Petitions are frequently introduced in the Nova Scotia legislature. The opportunity for an MLA to introduce a petition is part of the routine business that opens each daily sitting.

A petition must be introduced in the House by an MLA. If you have a petition, you can ask any MLA to introduce it on your behalf. The fact that an MLA introduces a petition does not necessarily mean the MLA agrees with it, although they usually do.

An MLA is under no obligation to introduce a petition.

Petitions are popular with citizens because they are fairly easy to put together. You can go door-to-door on a street or neighbourhood, if it’s a local issue, or you can get members of an association to sign it, or you can leave it at the local convenience store or gas station where people will see it.

There are no rules about who can or can’t sign a petition. Obviously a petition to the Nova Scotia government is going to have more impact if it is signed by Nova Scotians, and a petition’s credibility can be hurt if there are obviously fake names on it (like cartoon characters, or the premier). But there are no “rules”. Remember that a petition has no official status anyway, so nobody can say “that’s a valid petition” or “that’s not a valid petition”.

Petitions can be effective to inform people about an issue, and for the organizers to get a sense of how much support they actually have. Unfortunately, petitions are not all that effective as a way to get the government to start or stop doing something.

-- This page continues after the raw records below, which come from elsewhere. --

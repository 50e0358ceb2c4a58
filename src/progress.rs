//! Batch progress reporting.
//!
//! Reports observable progress during `lexchunk process` so users see how
//! many documents were found, how many are done, and how many failed.
//! Progress is emitted on **stderr** so stdout remains parseable for scripts.

use std::io::Write;

/// A single progress event for a pillar run.
#[derive(Clone, Debug)]
pub enum BatchProgressEvent {
    /// Input directory scanned; `total` documents queued.
    Discovered { pillar: String, total: u64 },
    /// Periodic snapshot, every `batch_size` documents and at the end.
    Checkpoint {
        pillar: String,
        processed: u64,
        total: u64,
        good: u64,
        bad: u64,
        chunks: u64,
    },
}

/// Reports batch progress. Implementations write to stderr (human or JSON).
pub trait BatchProgressReporter {
    fn report(&self, event: BatchProgressEvent);
}

/// Human-friendly progress on stderr: "process cases  1,234 / 5,000 docs  (3 failed, 20,511 chunks)".
pub struct StderrProgress;

impl BatchProgressReporter for StderrProgress {
    fn report(&self, event: BatchProgressEvent) {
        let line = match &event {
            BatchProgressEvent::Discovered { pillar, total } => {
                format!("process {}  found {} documents\n", pillar, format_number(*total))
            }
            BatchProgressEvent::Checkpoint {
                pillar,
                processed,
                total,
                bad,
                chunks,
                ..
            } => format!(
                "process {}  {} / {} docs  ({} failed, {} chunks)\n",
                pillar,
                format_number(*processed),
                format_number(*total),
                format_number(*bad),
                format_number(*chunks)
            ),
        };
        let _ = std::io::stderr().lock().write_all(line.as_bytes());
        let _ = std::io::stderr().lock().flush();
    }
}

/// Machine-readable progress: one JSON object per line on stderr.
pub struct JsonProgress;

impl BatchProgressReporter for JsonProgress {
    fn report(&self, event: BatchProgressEvent) {
        let obj = match &event {
            BatchProgressEvent::Discovered { pillar, total } => serde_json::json!({
                "event": "progress",
                "pillar": pillar,
                "phase": "discovered",
                "total": total
            }),
            BatchProgressEvent::Checkpoint {
                pillar,
                processed,
                total,
                good,
                bad,
                chunks,
            } => serde_json::json!({
                "event": "progress",
                "pillar": pillar,
                "phase": "processing",
                "processed": processed,
                "total": total,
                "good_files": good,
                "bad_files": bad,
                "total_chunks": chunks
            }),
        };
        if let Ok(line) = serde_json::to_string(&obj) {
            let _ = writeln!(std::io::stderr().lock(), "{}", line);
            let _ = std::io::stderr().lock().flush();
        }
    }
}

/// No-op reporter when progress is disabled.
pub struct NoProgress;

impl BatchProgressReporter for NoProgress {
    fn report(&self, _event: BatchProgressEvent) {}
}

pub fn format_number(n: u64) -> String {
    let s = n.to_string();
    let mut result = String::with_capacity(s.len() + (s.len() - 1) / 3);
    let chars: Vec<char> = s.chars().rev().collect();
    for (i, c) in chars.iter().enumerate() {
        if i > 0 && i % 3 == 0 {
            result.push(',');
        }
        result.push(*c);
    }
    result.chars().rev().collect()
}

/// Progress mode for the CLI: off, human (stderr), or JSON (stderr).
#[derive(Clone, Copy, Debug, Eq, PartialEq)]
pub enum ProgressMode {
    Off,
    Human,
    Json,
}

impl ProgressMode {
    /// Default: human progress when stderr is a TTY, otherwise off.
    pub fn default_for_tty() -> Self {
        if atty::is(atty::Stream::Stderr) {
            ProgressMode::Human
        } else {
            ProgressMode::Off
        }
    }

    pub fn reporter(&self) -> Box<dyn BatchProgressReporter> {
        match self {
            ProgressMode::Off => Box::new(NoProgress),
            ProgressMode::Human => Box::new(StderrProgress),
            ProgressMode::Json => Box::new(JsonProgress),
        }
    }
}

#[cfg(test)]
mod tests {
    use super::*;

    #[test]
    fn format_number_comma() {
        assert_eq!(format_number(0), "0");
        assert_eq!(format_number(1), "1");
        assert_eq!(format_number(999), "999");
        assert_eq!(format_number(1000), "1,000");
        assert_eq!(format_number(1234), "1,234");
        assert_eq!(format_number(1_234_567), "1,234,567");
    }
}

I have seen a lot of petitions during my time in politics, and most are not very well written. The “call to action”—the specific thing the petitioners are asking the government to do— is often long-winded, vague, argumentative, lacking in balance, or simply impossible to do. It also may be something that it outside the jurisdiction of the province. If you’re going to start a petition to present to the House of Assembly, try to ensure the call to action is clear, doable, and within provincial jurisdiction.

The main reason that petitions in the House are not effective is that there is no vote, debate or other follow-up on a petition. There is no requirement that the government respond to a petition. The petition gets introduced, and that’s the end of it. It disappears.

In the internet age, electronic petitions (e-petitions) on sites like change.org are popular ways for citizens to express themselves. Despite the fact that we’re in the 21st century, the Nova Scotia legislature still does not accept e-petitions. The reason has something to do with the difficulty of verifying signatures on e-petitions. I don’t agree with the reason, and never really understood it. The petitions all disappear without trace anyway, so why does it matter if they are electronic or on paper? But that’s the rule. To be introduced in the Nova Scotia legislature, a petition must be on paper with original signatures.

The petition process does not work very well, but citizens have many other ways for their voices to be heard. For example, a letter-writing campaign to a Cabinet minister serves the same purpose as a petition. An e-petition can be presented to a Cabinet minister directly, rather than to the House of Assembly—it’s only the House itself that will not accept an e-petition. A public demonstration at Province House also communicates public support.